Three male Burma nationals, including the main suspect and his two assistants, have reportedly been detained. The rescued victims are planned to be placed in a government shelter, while the three suspects have been detained under Malaysia’s Atipsom Act 2007.

Naypyidaw to increase agricultural exports 

The regime plans to increase Burma’s agricultural exports as other countries face increasing food demands due to the El Niño phenomenon. The plan came after the regime’s Minister for Commerce met with Aung Naing Oo from the Union of Myanmar Federation of Chambers of Commerce and Industry (UMFCCI) in Yangon on Sept. 12. 

Many countries have limited food exports in order to prepare for the possible impact. The President of the Myanmar Rice Federation told regime media in August that the rice shipment will be slowed down in September and October to stabilize domestic prices. 

News by Region

Burma Air Force Chief Tun Aung poses with his counterparts from Thailand, Laos, Cambodia, Vietnam, and Brunei (Credit: Ministry of Information)

NAYPYIDAW—The Association of Southeast Asian Nations (ASEAN) Air Force Chiefs Meeting was attended by Brunei, Cambodia, Laos, Thailand, and Vietnam Sept. 12-15. Indonesia, Malaysia, Singapore, and the Philippines declined the invitation to attend the meeting but Singapore and the Philippines sent video messages. 

Burma Air Force Chief Tun Aung hosted the meeting on “ASEAN Air Forces’ Cooperation for Sustainable Environment.” Justice for Myanmar called for a boycott on Aug. 31. It stated that Tun Aung was involved in “acts of terrorism” by ordering airstrikes on civilians. 

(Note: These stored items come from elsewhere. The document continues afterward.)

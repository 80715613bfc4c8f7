//! Strongly-typed ID newtypes for domain entities.
//!
//! Each entity gets its own wrapper around `Uuid`, so a `ProgramId` can never
//! be passed where an `EnrollmentId` is expected.

use serde::{Deserialize, Serialize};
use sqlx::{
    Database, Decode, Encode, Type,
    postgres::{PgHasArrayType, PgTypeInfo},
};
use std::fmt;
use utoipa::ToSchema;
use uuid::Uuid;

macro_rules! define_id {
    (
        $(#[$meta:meta])*
        $name:ident
    ) => {
        $(#[$meta])*
        #[derive(Clone, Copy, PartialEq, Eq, Hash, Serialize, ToSchema)]
        #[schema(value_type = String, format = "uuid")]
        pub struct $name(pub Uuid);

        impl $name {
            #[inline]
            pub fn new() -> Self {
                Self(Uuid::new_v4())
            }

            #[inline]
            pub const fn from_uuid(uuid: Uuid) -> Self {
                Self(uuid)
            }

            #[inline]
            pub const fn into_inner(self) -> Uuid {
                self.0
            }
        }

        impl Default for $name {
            fn default() -> Self {
                Self::new()
            }
        }

        impl fmt::Debug for $name {
            fn fmt(&self, f: &mut fmt::Formatter<'_>) -> fmt::Result {
                write!(f, "{}({})", stringify!($name), self.0)
            }
        }

        impl fmt::Display for $name {
            fn fmt(&self, f: &mut fmt::Formatter<'_>) -> fmt::Result {
                write!(f, "{}", self.0)
            }
        }

        impl From<Uuid> for $name {
            #[inline]
            fn from(uuid: Uuid) -> Self {
                Self(uuid)
            }
        }

        impl From<$name> for Uuid {
            #[inline]
            fn from(id: $name) -> Uuid {
                id.0
            }
        }

        impl std::str::FromStr for $name {
            type Err = uuid::Error;

            fn from_str(s: &str) -> Result<Self, Self::Err> {
                Uuid::parse_str(s).map(Self)
            }
        }

        impl Type<sqlx::Postgres> for $name {
            fn type_info() -> PgTypeInfo {
                <Uuid as Type<sqlx::Postgres>>::type_info()
            }

            fn compatible(ty: &PgTypeInfo) -> bool {
                <Uuid as Type<sqlx::Postgres>>::compatible(ty)
            }
        }

        impl<'q> Encode<'q, sqlx::Postgres> for $name {
            fn encode_by_ref(
                &self,
                buf: &mut <sqlx::Postgres as Database>::ArgumentBuffer<'q>,
            ) -> Result<sqlx::encode::IsNull, sqlx::error::BoxDynError> {
                <Uuid as Encode<'q, sqlx::Postgres>>::encode_by_ref(&self.0, buf)
            }
        }

        impl<'r> Decode<'r, sqlx::Postgres> for $name {
            fn decode(
                value: <sqlx::Postgres as Database>::ValueRef<'r>,
            ) -> Result<Self, sqlx::error::BoxDynError> {
                <Uuid as Decode<'r, sqlx::Postgres>>::decode(value).map(Self)
            }
        }

        impl PgHasArrayType for $name {
            fn array_type_info() -> PgTypeInfo {
                <Uuid as PgHasArrayType>::array_type_info()
            }
        }

        impl<'de> Deserialize<'de> for $name {
            fn deserialize<D>(deserializer: D) -> Result<Self, D::Error>
            where
                D: serde::Deserializer<'de>,
            {
                Uuid::deserialize(deserializer).map(Self)
            }
        }
    };
}

define_id!(
    /// Account identifier.
    UserId
);

define_id!(
    /// Primary key of a student profile. Not the human-readable `YYYY-NNNN` ID.
    StudentId
);

define_id!(ProgramId);

define_id!(SchoolYearId);

define_id!(
    /// Primary key of an enrollment. Not the human-readable `ENR-YYYY-NNNNN` ID.
    EnrollmentId
);

define_id!(NotificationId);

#[cfg(test)]
mod tests {
    use super::*;

    #[test]
    fn test_id_from_uuid_roundtrip() {
        let uuid = Uuid::new_v4();
        let id = StudentId::from_uuid(uuid);
        assert_eq!(id.into_inner(), uuid);
        let back: Uuid = id.into();
        assert_eq!(back, uuid);
    }

    #[test]
    fn test_id_debug_names_the_type() {
        let id = EnrollmentId::from_uuid(Uuid::from_u128(0x12345678_1234_1234_1234_123456789abc));
        assert_eq!(
            format!("{:?}", id),
            "EnrollmentId(12345678-1234-1234-1234-123456789abc)"
        );
        assert_eq!(id.to_string(), "12345678-1234-1234-1234-123456789abc");
    }

    #[test]
    fn test_id_from_str() {
        let id: ProgramId = "12345678-1234-1234-1234-123456789abc".parse().unwrap();
        assert_eq!(
            id.into_inner(),
            Uuid::from_u128(0x12345678_1234_1234_1234_123456789abc)
        );
        assert!("not-a-uuid".parse::<ProgramId>().is_err());
    }

    #[test]
    fn test_id_serde_is_transparent() {
        let id = SchoolYearId::from_uuid(Uuid::from_u128(1));
        let json = serde_json::to_string(&id).unwrap();
        assert_eq!(json, r#""00000000-0000-0000-0000-000000000001""#);
        let parsed: SchoolYearId = serde_json::from_str(&json).unwrap();
        assert_eq!(parsed, id);
    }

    #[test]
    fn test_new_ids_are_distinct() {
        assert_ne!(UserId::new(), UserId::new());
        assert_ne!(NotificationId::new(), NotificationId::default());
    }
}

AYEYARWADY—The Pyapon district court handed the death sentence to four men from Bogalay town on Sept. 12. They were arrested in 2022 for the murder of an alleged military informant. The Assistance Association for Political Prisoners (AAPP) states that 103 prisoners have been sentenced to death and 43 people received the sentence in absentia.

CHIN—Doctors state that children from villages located in northern Mindat Township have been suffering from skin diseases. “The main reason is poor hygiene. They shower two times a week as the weather is too cold. Most of the people are displaced persons,” said a doctor in Mindat.

SAGAING—Political prisoners in Monywa Prison ended their hunger strike on Sept. 13 as demands were reportedly met by prison authorities. All personal belongings that were confiscated during a search operation conducted by regime authorities were returned. 

They can now begin to receive parcels from their families. “We must remain careful, as there is a possibility of future repression in the prison,” said a spokesperson from the Monywa Strike Steering Committee.

YANGON—A police chief was killed in Shwepyitha Township on Sept. 13. “He was sitting at a tea shop with his friend. A man gave him a bouquet of flowers and another man shot him three times when he received the flowers,” said a witness.

The two culprits fled the scene. The police chief’s body was sent to Mingaladon military hospital. The Burma Army set up a checkpoint to inspect vehicles and pedestrians in the area.